### Your goal
What lines of the listing below contain the word "rules"? Copy each of them out.

:: Given entries ::

// Copyright (c) The trx-playlist Contributors
// SPDX-License-Identifier: MIT OR Apache-2.0

//! Serialize a `RuleTree` as a playlist.

use crate::{
    errors::SerializeError,
    rules::{Property, RuleNode, RuleTree},
};
use quick_xml::{
    Writer,
    events::{BytesDecl, BytesEnd, BytesStart, Event},
};
use serde::{Deserialize, Serialize};
use std::io;

static PLAYLIST_TAG: &str = "Playlist";
static RULE_TAG: &str = "Rule";
static PROPERTY_TAG: &str = "Property";

static PLAYLIST_VERSION: &str = "2.0";
static ROOT_RULE_NAME: &str = "Includes";

/// Options controlling how a playlist is written.
#[derive(Clone, Debug, Eq, PartialEq, Deserialize, Serialize)]
#[serde(rename_all = "kebab-case")]
pub struct SerializeOptions {
    /// The number of spaces to indent each nesting level by. `0` writes the playlist on a single
    /// line.
    pub indent: usize,

    /// Whether to start the playlist with an XML declaration.
    pub xml_declaration: bool,
}

impl SerializeOptions {
    /// The default indentation width.
    pub const DEFAULT_INDENT: usize = 2;

    /// Options that write the playlist on a single line, without a declaration.
    pub fn compact() -> Self {
        Self {
            indent: 0,
            xml_declaration: false,
        }
    }
}

impl Default for SerializeOptions {
    fn default() -> Self {
        Self {
            indent: Self::DEFAULT_INDENT,
            xml_declaration: false,
        }
    }
}

pub(crate) fn serialize_tree(
    tree: &RuleTree,
    writer: impl io::Write,
    options: &SerializeOptions,
) -> Result<(), SerializeError> {
    let mut writer = if options.indent == 0 {
        Writer::new(writer)
    } else {
        Writer::new_with_indent(writer, b' ', options.indent)
    };

    if options.xml_declaration {
        let decl = BytesDecl::new("1.0", Some("utf-8"), None);
        writer.write_event(Event::Decl(decl))?;
    }

    let mut playlist_tag = BytesStart::new(PLAYLIST_TAG);
    playlist_tag.push_attribute(("Version", PLAYLIST_VERSION));
    writer.write_event(Event::Start(playlist_tag))?;

    serialize_node(tree.root(), Some(ROOT_RULE_NAME), &mut writer)?;

    writer.write_event(Event::End(BytesEnd::new(PLAYLIST_TAG)))?;

    if options.indent > 0 {
        // Add a trailing newline.
        writer.write_indent()?;
    }
    Ok(())
}

fn serialize_node(
    node: &RuleNode,
    name: Option<&str>,
    writer: &mut Writer<impl io::Write>,
) -> Result<(), SerializeError> {
    let (match_kind, children) = match node {
        RuleNode::Any(children) => ("Any", children),
        RuleNode::All(children) => ("All", children),
        RuleNode::Property(property) => return serialize_property(property, writer),
    };

    let mut rule_tag = BytesStart::new(RULE_TAG);
    if let Some(name) = name {
        rule_tag.push_attribute(("Name", name));
    }
    rule_tag.push_attribute(("Match", match_kind));
    writer.write_event(Event::Start(rule_tag))?;

    for child in children {
        serialize_node(child, None, writer)?;
    }

    writer.write_event(Event::End(BytesEnd::new(RULE_TAG)))?;
    Ok(())
}

fn serialize_property(
    property: &Property,
    writer: &mut Writer<impl io::Write>,
) -> Result<(), SerializeError> {
    let mut property_tag = BytesStart::new(PROPERTY_TAG);
    property_tag.push_attribute(("Name", property.name().as_str()));
    if let Some(value) = property.value() {
        property_tag.push_attribute(("Value", value));
    }
    writer.write_event(Event::Empty(property_tag))?;
    Ok(())
}

#[cfg(test)]
mod tests {
    use super::*;
    use crate::{
        hierarchy::{FailedTest, TestHierarchy, test_helpers::failed_test},
        rules::ProjectGrouping,
    };
    use indoc::indoc;
    use pretty_assertions::assert_eq;

    fn render(tests: &[FailedTest], options: &SerializeOptions) -> String {
        let hierarchy = TestHierarchy::from_tests(tests);
        let tree =
            RuleTree::compile(&hierarchy, ProjectGrouping::FirstTest).expect("tree compiles");
        let bytes = tree.to_bytes(options).expect("serializing to a Vec succeeds");
        String::from_utf8(bytes).expect("playlist is UTF-8")
    }

    fn login_test() -> FailedTest {
        failed_test(
            "e1",
            "Acme.Tests.LoginScenario",
            "Login_InvalidPassword",
            "Login_InvalidPassword in LoginScenario",
        )
    }

    #[test]
    fn compact_playlist() {
        let output = render(&[login_test()], &SerializeOptions::compact());
        let expected = concat!(
            r#"<Playlist Version="2.0">"#,
            r#"<Rule Name="Includes" Match="Any">"#,
            r#"<Rule Match="All">"#,
            r#"<Property Name="Solution"/>"#,
            r#"<Rule Match="Any">"#,
            r#"<Rule Match="All">"#,
            r#"<Property Name="Project" Value="Acme.Tests"/>"#,
            r#"<Rule Match="Any">"#,
            r#"<Rule Match="All">"#,
            r#"<Property Name="Namespace" Value="Acme.Tests"/>"#,
            r#"<Rule Match="Any">"#,
            r#"<Rule Match="All">"#,
            r#"<Property Name="Class" Value="LoginScenario"/>"#,
            r#"<Rule Match="Any">"#,
            r#"<Rule Match="All">"#,
            r#"<Property Name="TestWithNormalizedFullyQualifiedName" Value="Acme.Tests.LoginScenario.Login_InvalidPassword"/>"#,
            r#"<Rule Match="Any">"#,
            r#"<Property Name="DisplayName" Value="Login_InvalidPassword"/>"#,
            "</Rule></Rule></Rule></Rule></Rule></Rule></Rule></Rule></Rule></Rule></Rule>",
            "</Playlist>",
        );
        assert_eq!(output, expected);
    }

    #[test]
    fn indented_playlist() {
        let options = SerializeOptions {
            indent: 2,
            xml_declaration: true,
        };
        let output = render(&[login_test()], &options);

        assert!(
            output.starts_with(indoc! {r#"
                <?xml version="1.0" encoding="utf-8"?>
                <Playlist Version="2.0">
                  <Rule Name="Includes" Match="Any">
                    <Rule Match="All">
                      <Property Name="Solution"/>
                      <Rule Match="Any">
            "#}),
            "unexpected start of playlist:\n{output}"
        );
        assert!(
            output.ends_with(indoc! {r#"
                      </Rule>
                    </Rule>
                  </Rule>
                </Playlist>
            "#}),
            "unexpected end of playlist:\n{output}"
        );
    }

    #[test]
    fn values_are_escaped() {
        let tests = [failed_test(
            "e1",
            "Acme.Tests.Generic",
            "Compare",
            "Compare(a < b && c) in Generic",
        )];
        let output = render(&tests, &SerializeOptions::compact());
        assert!(
            output.contains(r#"<Property Name="DisplayName" Value="Compare(a &lt; b &amp;&amp; c)"/>"#),
            "display name is escaped:\n{output}"
        );
    }

    #[test]
    fn default_options() {
        assert_eq!(
            SerializeOptions::default(),
            SerializeOptions {
                indent: 2,
                xml_declaration: false,
            }
        );
    }
}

:::

### Finished task
    rules::{Property, RuleNode, RuleTree},
        rules::ProjectGrouping,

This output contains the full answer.